Это заставило его на мгновение замолчать. Во-первых, он не ожидал, что ее немецкий будет так хорош. Она не теряла времени, годами брала уроки у крайне приятного молодого немца; он нравился ей, она почти готова была влюбиться — он часто ей снился, и однажды она даже начала писать ему письмо, но все это было невозможно, она не могла позволить себе скандал. Во-вторых же, он молчал, потому что она его оскорбила. Императорского посланника следовало называть «ваше превосходительство» — это правило касалось всех, за исключением только королевских особ.

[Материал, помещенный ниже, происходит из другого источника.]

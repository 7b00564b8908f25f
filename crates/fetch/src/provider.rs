//! Provider conventions: third-party APIs whose URLs need an auth token
//! injected as a query parameter.

use std::borrow::Cow;
use std::collections::HashMap;
use std::sync::LazyLock;

use regex::Regex;

use crate::error::FetchError;

/// Query parameters whose values are masked before a URL is logged.
static SECRET_PARAM_RE: LazyLock<Regex> = LazyLock::new(|| {
    Regex::new(r"(?i)([?&](?:token|api_?key|access_token)=)[^&#]*").expect("valid regex")
});

/// Env var holding the Finnhub API key.
pub const FINNHUB_SECRET: &str = "FINNHUB_API_KEY";

/// One recognised provider.
#[derive(Debug, Clone)]
pub struct ProviderConvention {
    pub name: String,
    /// Matched against the full request URL.
    pub host_pattern: Regex,
    /// Query parameter carrying the token.
    pub token_param: String,
    /// Key into the secret map (and the env var it is loaded from).
    pub secret: String,
}

impl ProviderConvention {
    pub fn new(
        name: impl Into<String>,
        host_pattern: &str,
        token_param: impl Into<String>,
        secret: impl Into<String>,
    ) -> Result<Self, regex::Error> {
        Ok(Self {
            name: name.into(),
            host_pattern: Regex::new(host_pattern)?,
            token_param: token_param.into(),
            secret: secret.into(),
        })
    }

    /// Finnhub stock API: `token=<FINNHUB_API_KEY>`.
    pub fn finnhub() -> Self {
        static FINNHUB_RE: LazyLock<Regex> =
            LazyLock::new(|| Regex::new(r"finnhub\.io/api").expect("valid regex"));
        Self {
            name: "finnhub".to_string(),
            host_pattern: FINNHUB_RE.clone(),
            token_param: "token".to_string(),
            secret: FINNHUB_SECRET.to_string(),
        }
    }

    pub fn matches(&self, url: &str) -> bool {
        self.host_pattern.is_match(url)
    }

    /// Append the token if `url` belongs to this provider and doesn't carry
    /// one yet. URLs of other providers pass through untouched.
    pub fn apply<'a>(
        &self,
        url: &'a str,
        secrets: &HashMap<String, String>,
    ) -> Result<Cow<'a, str>, FetchError> {
        if !self.matches(url) || url.contains(&format!("{}=", self.token_param)) {
            return Ok(Cow::Borrowed(url));
        }

        let token = secrets
            .get(&self.secret)
            .filter(|t| !t.is_empty())
            .ok_or_else(|| FetchError::Configuration {
                provider: self.name.clone(),
                secret: self.secret.clone(),
            })?;

        let separator = if url.contains('?') { '&' } else { '?' };
        Ok(Cow::Owned(format!(
            "{url}{separator}{}={token}",
            self.token_param
        )))
    }
}

/// Built-in conventions.
pub fn default_conventions() -> Vec<ProviderConvention> {
    vec![ProviderConvention::finnhub()]
}

/// Run `url` through the first matching convention.
pub fn inject_token<'a>(
    url: &'a str,
    conventions: &[ProviderConvention],
    secrets: &HashMap<String, String>,
) -> Result<Cow<'a, str>, FetchError> {
    match conventions.iter().find(|c| c.matches(url)) {
        Some(convention) => convention.apply(url, secrets),
        None => Ok(Cow::Borrowed(url)),
    }
}

/// Mask token-like query values so the URL is safe to log.
pub fn redact(url: &str) -> Cow<'_, str> {
    SECRET_PARAM_RE.replace_all(url, "${1}***")
}
//! Search and pagination over extracted table rows.

use serde::Serialize;

use crate::extract::rows::Row;

/// Rows shown per table page.
pub const DEFAULT_PAGE_SIZE: usize = 5;

/// Keep rows where any cell's display text contains `query`,
/// case-insensitively. A blank query keeps everything.
pub fn filter_rows(rows: &[Row], query: &str) -> Vec<Row> {
    let needle = query.trim().to_lowercase();
    if needle.is_empty() {
        return rows.to_vec();
    }
    rows.iter()
        .filter(|row| {
            row.cells
                .iter()
                .any(|cell| cell.display.to_lowercase().contains(&needle))
        })
        .cloned()
        .collect()
}

/// One page of a table.
#[derive(Debug, Clone, PartialEq, Serialize)]
#[serde(rename_all = "camelCase")]
pub struct Page {
    pub rows: Vec<Row>,
    /// 1-based page number actually shown after clamping.
    pub page: usize,
    /// Never less than 1, even for an empty table.
    pub total_pages: usize,
    pub total_rows: usize,
}

/// Slice out page `page` (1-based). Out-of-range pages clamp to the nearest
/// valid one; a zero `page_size` is treated as [`DEFAULT_PAGE_SIZE`].
pub fn paginate(rows: &[Row], page: usize, page_size: usize) -> Page {
    let page_size = if page_size == 0 {
        DEFAULT_PAGE_SIZE
    } else {
        page_size
    };
    let total_pages = rows.len().div_ceil(page_size).max(1);
    let page = page.clamp(1, total_pages);
    let start = (page - 1) * page_size;
    let end = (start + page_size).min(rows.len());

    Page {
        rows: rows[start..end].to_vec(),
        page,
        total_pages,
        total_rows: rows.len(),
    }
}
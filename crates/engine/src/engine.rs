//! Multi-widget data binding engine.
//!
//! [`BindingEngine`] keeps one live binding per widget. Each enabled
//! binding runs a polling task (fetch immediately, then every
//! `refreshInterval`) under its own cancellation token, a child of the
//! engine's master token. Snapshots are published per binding through a
//! [`tokio::sync::watch`] channel; lifecycle events go out on a
//! [`tokio::sync::broadcast`] channel, see [`BindingEngine::events`].

use std::collections::{HashMap, HashSet};
use std::sync::Arc;

use pulseboard_core::extract::{classify, render, Rendered, ResponseShape};
use pulseboard_core::types::{Timestamp, WidgetId};
use pulseboard_core::{Widget, WidgetType};
use pulseboard_fetch::{FetchErrorKind, Fetcher};
use pulseboard_store::WidgetStore;
use serde::Serialize;
use tokio::sync::broadcast::error::RecvError;
use tokio::sync::{broadcast, watch, RwLock};
use tokio_util::sync::CancellationToken;

use crate::binding::{run_poll_loop, BindingState};
use crate::config::EngineConfig;
use crate::events::EngineEvent;
use crate::snapshot::{FetchPhase, FetchSnapshot};

/// Broadcast channel capacity for engine events.
const EVENT_CHANNEL_CAPACITY: usize = 256;

/// Errors returned by [`BindingEngine`] queries and commands.
#[derive(Debug, Clone, PartialEq, Eq, thiserror::Error)]
pub enum EngineError {
    #[error("No binding for widget '{0}'")]
    UnknownWidget(WidgetId),
}

// ---------------------------------------------------------------------------
// Presentation query
// ---------------------------------------------------------------------------

/// Everything a presentation layer needs to draw one widget.
#[derive(Debug, Clone, PartialEq, Serialize)]
#[serde(rename_all = "camelCase")]
pub struct WidgetView {
    pub widget_id: WidgetId,
    pub title: String,
    pub widget_type: WidgetType,
    pub phase: FetchPhase,
    pub is_loading: bool,
    pub error: Option<String>,
    pub error_kind: Option<FetchErrorKind>,
    pub last_updated_at: Option<Timestamp>,
    /// `None` until the first successful fetch.
    pub rendered: Option<Rendered>,
}

// ---------------------------------------------------------------------------
// BindingEngine
// ---------------------------------------------------------------------------

/// Keeps every widget's snapshot fresh on its own cadence.
///
/// Created once at startup via [`BindingEngine::new`]; the returned `Arc`
/// can be cloned into any consumer.
pub struct BindingEngine {
    bindings: RwLock<HashMap<WidgetId, ManagedBinding>>,
    fetcher: Arc<dyn Fetcher>,
    config: EngineConfig,
    event_tx: broadcast::Sender<EngineEvent>,
    /// Master cancellation token, cancelled during shutdown.
    cancel: CancellationToken,
}

/// Internal bookkeeping for one binding.
struct ManagedBinding {
    state: Arc<BindingState>,
    /// `None` for disabled widgets, which never poll.
    task_handle: Option<tokio::task::JoinHandle<()>>,
}

impl BindingEngine {
    pub fn new(fetcher: Arc<dyn Fetcher>, config: EngineConfig) -> Arc<Self> {
        let (event_tx, _) = broadcast::channel(EVENT_CHANNEL_CAPACITY);
        Arc::new(Self {
            bindings: RwLock::new(HashMap::new()),
            fetcher,
            config,
            event_tx,
            cancel: CancellationToken::new(),
        })
    }

    /// Subscribe to binding lifecycle events.
    pub fn events(&self) -> broadcast::Receiver<EngineEvent> {
        self.event_tx.subscribe()
    }

    pub async fn binding_count(&self) -> usize {
        self.bindings.read().await.len()
    }

    /// Reconcile bindings with `widgets`.
    ///
    /// - new widgets get a binding (and a polling task if enabled);
    /// - widgets whose endpoint, params, or interval changed are restarted
    ///   with an empty snapshot;
    /// - other edits are applied in place, keeping the snapshot;
    /// - bindings for widgets no longer present are torn down.
    pub async fn sync(&self, widgets: &[Widget]) {
        if self.cancel.is_cancelled() {
            return;
        }
        let mut bindings = self.bindings.write().await;

        let wanted: HashSet<&str> = widgets.iter().map(|w| w.id.as_str()).collect();
        let stale: Vec<WidgetId> = bindings
            .keys()
            .filter(|id| !wanted.contains(id.as_str()))
            .cloned()
            .collect();
        for id in stale {
            if let Some(managed) = bindings.remove(&id) {
                self.teardown(managed);
            }
        }

        for widget in widgets {
            match bindings.get(&widget.id) {
                Some(managed) if managed.state.widget().shares_binding_with(widget) => {
                    managed.state.update_widget(widget.clone());
                }
                Some(_) => {
                    tracing::info!(widget_id = %widget.id, "Widget source changed, restarting binding");
                    if let Some(old) = bindings.remove(&widget.id) {
                        self.teardown(old);
                    }
                    bindings.insert(widget.id.clone(), self.start(widget.clone()));
                }
                None => {
                    bindings.insert(widget.id.clone(), self.start(widget.clone()));
                }
            }
        }
    }

    /// Apply every change published by `store` until `cancel` fires or the
    /// store goes away.
    pub async fn follow(&self, store: &WidgetStore, cancel: CancellationToken) {
        let mut rx = store.subscribe();
        self.sync(&store.widgets()).await;

        loop {
            tokio::select! {
                _ = cancel.cancelled() => break,
                received = rx.recv() => match received {
                    Ok(event) => {
                        tracing::debug!(kind = ?event.kind, "Store changed, syncing bindings");
                        self.sync(&event.widgets).await;
                    }
                    Err(RecvError::Lagged(skipped)) => {
                        tracing::warn!(skipped, "Store events lagged, resyncing from current state");
                        self.sync(&store.widgets()).await;
                    }
                    Err(RecvError::Closed) => break,
                },
            }
        }

        tracing::debug!("Stopped following widget store");
    }

    /// Latest snapshot for `widget_id`.
    pub async fn snapshot(&self, widget_id: &str) -> Option<FetchSnapshot> {
        let bindings = self.bindings.read().await;
        bindings.get(widget_id).map(|m| m.state.snapshot())
    }

    /// Watch `widget_id`'s snapshot. The receiver sees the channel close when
    /// the binding is torn down.
    pub async fn subscribe(&self, widget_id: &str) -> Option<watch::Receiver<FetchSnapshot>> {
        let bindings = self.bindings.read().await;
        bindings.get(widget_id).map(|m| m.state.subscribe())
    }

    /// Fetch `widget_id` now, joining any fetch already in flight, and
    /// return the resulting snapshot. Disabled widgets return their idle
    /// snapshot without fetching.
    pub async fn refresh(&self, widget_id: &str) -> Result<FetchSnapshot, EngineError> {
        let (state, enabled) = {
            let bindings = self.bindings.read().await;
            let managed = bindings
                .get(widget_id)
                .ok_or_else(|| EngineError::UnknownWidget(widget_id.to_string()))?;
            (Arc::clone(&managed.state), managed.task_handle.is_some())
        };

        if enabled {
            tracing::debug!(widget_id, "Manual refresh");
            state.refresh().await;
        }
        Ok(state.snapshot())
    }

    /// Presentation query: snapshot plus the widget's data shaped for its
    /// type.
    pub async fn view(&self, widget_id: &str) -> Option<WidgetView> {
        let state = {
            let bindings = self.bindings.read().await;
            Arc::clone(&bindings.get(widget_id)?.state)
        };
        let widget = state.widget();
        let snapshot = state.snapshot();

        let rendered = snapshot.data.as_deref().map(|data| {
            if widget.widget_type == WidgetType::Chart
                && matches!(classify(data, None), ResponseShape::Reading(_))
            {
                Rendered::Chart(state.history())
            } else {
                render(&widget, data)
            }
        });

        Some(WidgetView {
            widget_id: widget.id,
            title: widget.display_config.title,
            widget_type: widget.widget_type,
            phase: snapshot.phase(),
            is_loading: snapshot.is_loading,
            error: snapshot.error.as_ref().map(ToString::to_string),
            error_kind: snapshot.error_kind(),
            last_updated_at: snapshot.last_updated_at,
            rendered,
        })
    }

    /// Cancel every binding and wait for the polling tasks to exit.
    ///
    /// Waits up to [`EngineConfig::shutdown_timeout`] per task.
    pub async fn shutdown(&self) {
        tracing::info!("Shutting down binding engine");
        self.cancel.cancel();

        let mut bindings = self.bindings.write().await;
        for (id, managed) in bindings.drain() {
            tracing::debug!(widget_id = %id, "Stopping binding");
            managed.state.stop();
            if let Some(handle) = managed.task_handle {
                let _ = tokio::time::timeout(self.config.shutdown_timeout, handle).await;
            }
        }

        tracing::info!("Binding engine shut down complete");
    }

    // ---- private helpers ----

    fn start(&self, widget: Widget) -> ManagedBinding {
        let interval = widget.refresh_interval();
        let enabled = widget.is_enabled();
        let state = Arc::new(BindingState::new(
            widget,
            Arc::clone(&self.fetcher),
            self.config.retry,
            self.config.history_capacity,
            self.cancel.child_token(),
            self.event_tx.clone(),
        ));

        let endpoint = state.endpoint_for_log();
        let task_handle = enabled.then(|| {
            let task_state = Arc::clone(&state);
            tokio::spawn(run_poll_loop(task_state, interval))
        });

        tracing::info!(
            widget_id = %state.widget_id,
            endpoint = %endpoint,
            interval_secs = interval.as_secs(),
            enabled,
            "Binding started",
        );
        let _ = self.event_tx.send(EngineEvent::BindingStarted {
            widget_id: state.widget_id.clone(),
            endpoint,
        });

        ManagedBinding { state, task_handle }
    }

    fn teardown(&self, managed: ManagedBinding) {
        managed.state.stop();
        if let Some(handle) = managed.task_handle {
            handle.abort();
        }
        tracing::info!(widget_id = %managed.state.widget_id, "Binding removed");
        let _ = self.event_tx.send(EngineEvent::BindingRemoved {
            widget_id: managed.state.widget_id.clone(),
        });
    }
}
//! Tabular row extraction for table and card widgets.

use std::borrow::Cow;

use serde::Serialize;
use serde_json::{json, Value};

use crate::extract::shape::{classify, ResponseShape};
use crate::format::format_value;
use crate::json_path::{last_segment, resolve};
use crate::widget::FieldMapping;

/// One mapped value, ready for display.
#[derive(Debug, Clone, PartialEq, Serialize)]
pub struct Cell {
    pub label: String,
    /// `None` when the mapping's path did not resolve.
    pub value: Option<Value>,
    /// Formatted text; a placeholder when `value` is `None`.
    pub display: String,
}

impl Cell {
    fn new(mapping: &FieldMapping, value: Option<&Value>) -> Self {
        Self {
            label: mapping.label.clone(),
            value: value.cloned(),
            display: format_value(value, mapping.format),
        }
    }
}

/// A row has exactly one cell per field mapping, in mapping order.
#[derive(Debug, Clone, PartialEq, Serialize)]
pub struct Row {
    pub cells: Vec<Cell>,
}

/// The raw records a response holds, before any field mapping is applied.
///
/// Primitive arrays are wrapped as `{value: p}` and metric objects become
/// `{metric: key, value: v}` records. Shapes without records yield nothing.
pub fn source_rows(raw: &Value) -> Vec<Cow<'_, Value>> {
    match classify(raw, None) {
        ResponseShape::ObjectArray(items) | ResponseShape::WrappedArray { items, .. } => {
            items.iter().map(Cow::Borrowed).collect()
        }
        ResponseShape::PrimitiveArray(items) => items
            .iter()
            .map(|p| Cow::Owned(json!({ "value": p })))
            .collect(),
        ResponseShape::MetricObject(metrics) => metrics
            .iter()
            .map(|(key, value)| Cow::Owned(json!({ "metric": key, "value": value })))
            .collect(),
        ResponseShape::PairedSeries { .. }
        | ResponseShape::Reading(_)
        | ResponseShape::Unrecognized => Vec::new(),
    }
}

/// Map every record through the field mappings.
///
/// Each mapping is resolved against a record by the last segment of its
/// path only, so `products.title` addresses `title` on each product.
pub fn extract_rows(raw: &Value, mappings: &[FieldMapping]) -> Vec<Row> {
    source_rows(raw)
        .iter()
        .map(|record| map_record(record, mappings))
        .collect()
}

fn map_record(record: &Value, mappings: &[FieldMapping]) -> Row {
    Row {
        cells: mappings
            .iter()
            .map(|m| Cell::new(m, resolve(record, last_segment(&m.json_path))))
            .collect(),
    }
}

/// Cells for a card: each full path resolved against the whole payload,
/// falling back to the first record for paths that miss.
pub fn card_fields(raw: &Value, mappings: &[FieldMapping]) -> Vec<Cell> {
    let records = source_rows(raw);
    let first = records.first();

    mappings
        .iter()
        .map(|m| {
            let value = resolve(raw, &m.json_path).or_else(|| {
                first.and_then(|record| resolve(record, last_segment(&m.json_path)))
            });
            Cell::new(m, value)
        })
        .collect()
}

#[cfg(test)]
mod tests {
    use serde_json::json;

    use super::*;
    use crate::format::PLACEHOLDER;
    use crate::widget::FieldFormat;

    fn values(rows: &[Row], col: usize) -> Vec<Option<Value>> {
        rows.iter().map(|r| r.cells[col].value.clone()).collect()
    }

    #[test]
    fn primitive_array_rows_expose_value_key() {
        let raw = json!([1, 2, 3]);
        let rows = extract_rows(&raw, &[FieldMapping::new("Value", "value")]);
        assert_eq!(
            values(&rows, 0),
            vec![Some(json!(1)), Some(json!(2)), Some(json!(3))]
        );
    }

    #[test]
    fn normalized_primitive_array_gives_same_rows() {
        let raw = json!([{"value": 1}, {"value": 2}, {"value": 3}]);
        let rows = extract_rows(&raw, &[FieldMapping::new("Value", "value")]);
        assert_eq!(rows.len(), 3);
        assert_eq!(rows[2].cells[0].display, "3");
    }

    #[test]
    fn wrapped_products_use_last_segment() {
        let raw = json!({
            "products": [
                {"title": "Phone", "price": 549},
                {"title": "Laptop"}
            ],
            "total": 2
        });
        let mappings = [
            FieldMapping::new("Title", "products.title"),
            FieldMapping::new("Price", "products.price").with_format(FieldFormat::Currency),
        ];
        let rows = extract_rows(&raw, &mappings);
        assert_eq!(rows.len(), 2);
        assert_eq!(rows[0].cells[0].display, "Phone");
        assert_eq!(rows[0].cells[1].display, "$549.00");
        assert_eq!(rows[1].cells[1].value, None);
        assert_eq!(rows[1].cells[1].display, PLACEHOLDER);
    }

    #[test]
    fn metric_object_becomes_key_value_rows() {
        let raw = json!({"metric": {"beta": 1.25, "peNormalizedAnnual": 30.1}});
        let mappings = [
            FieldMapping::new("Metric", "metric"),
            FieldMapping::new("Value", "metric.value"),
        ];
        let rows = extract_rows(&raw, &mappings);
        assert_eq!(rows.len(), 2);
        assert_eq!(rows[0].cells[0].display, "beta");
        assert_eq!(rows[0].cells[1].value, Some(json!(1.25)));
        assert_eq!(rows[1].cells[0].display, "peNormalizedAnnual");
    }

    #[test]
    fn reading_and_scalars_have_no_rows() {
        let mappings = [FieldMapping::new("Price", "c")];
        assert!(extract_rows(&json!({"c": 1.0}), &mappings).is_empty());
        assert!(extract_rows(&json!(5), &mappings).is_empty());
    }

    #[test]
    fn card_resolves_full_path_first() {
        let raw = json!({"c": 189.5, "quote": {"d": -1.2}});
        let mappings = [
            FieldMapping::new("Price", "c"),
            FieldMapping::new("Change", "quote.d"),
            FieldMapping::new("Missing", "quote.x"),
        ];
        let cells = card_fields(&raw, &mappings);
        assert_eq!(cells[0].value, Some(json!(189.5)));
        assert_eq!(cells[1].value, Some(json!(-1.2)));
        assert_eq!(cells[2].display, PLACEHOLDER);
    }

    #[test]
    fn card_falls_back_to_first_record() {
        let raw = json!({"data": [{"price": 10}, {"price": 20}]});
        let cells = card_fields(&raw, &[FieldMapping::new("Price", "data.price")]);
        assert_eq!(cells[0].value, Some(json!(10)));
    }
}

Итак, он должен был требовать от нее обращения, до которого она ни в коем случае не могла снизойти. Решение существовало лишь одно: такой, как она, и такому, как он, ни в коем случае не следовало встречаться.

Лишь только он собрался снова заговорить, она сделала несколько быстрых шагов в сторону и опустилась на табурет. Успела, опередила его. Наслаждаясь этой маленькой победой, она прислонила трость к стене и сложила руки на коленях. А потом увидела его взгляд.

И похолодела. Как она могла допустить подобную ошибку? Это все потому, что столько лет не упражнялась. Конечно, она не могла ни стоять перед ним, ни позволить ему предложить ей садиться — но сесть на стул без спинки, какая непростительная оплошность! Будучи королевой, она имела право на кресло, будь то хоть в присутствии императора; даже стул со спинкой, но без подлокотников, был бы унизителен, но табурет просто недопустим. Неслучайно он расставил табуреты по всему залу — единственное кресло стояло за его столом.

Как быть? Она улыбнулась и решила вести себя так, будто это не играет роли. Но преимущество было теперь на его стороне: стоило ему лишь вызвать сюда кого-нибудь из зала ожидания, и весть о том, что она сидела перед ним на табурете, разнесется по всей Европе, как лесной пожар. Даже дома, в Англии, над ней станут смеяться.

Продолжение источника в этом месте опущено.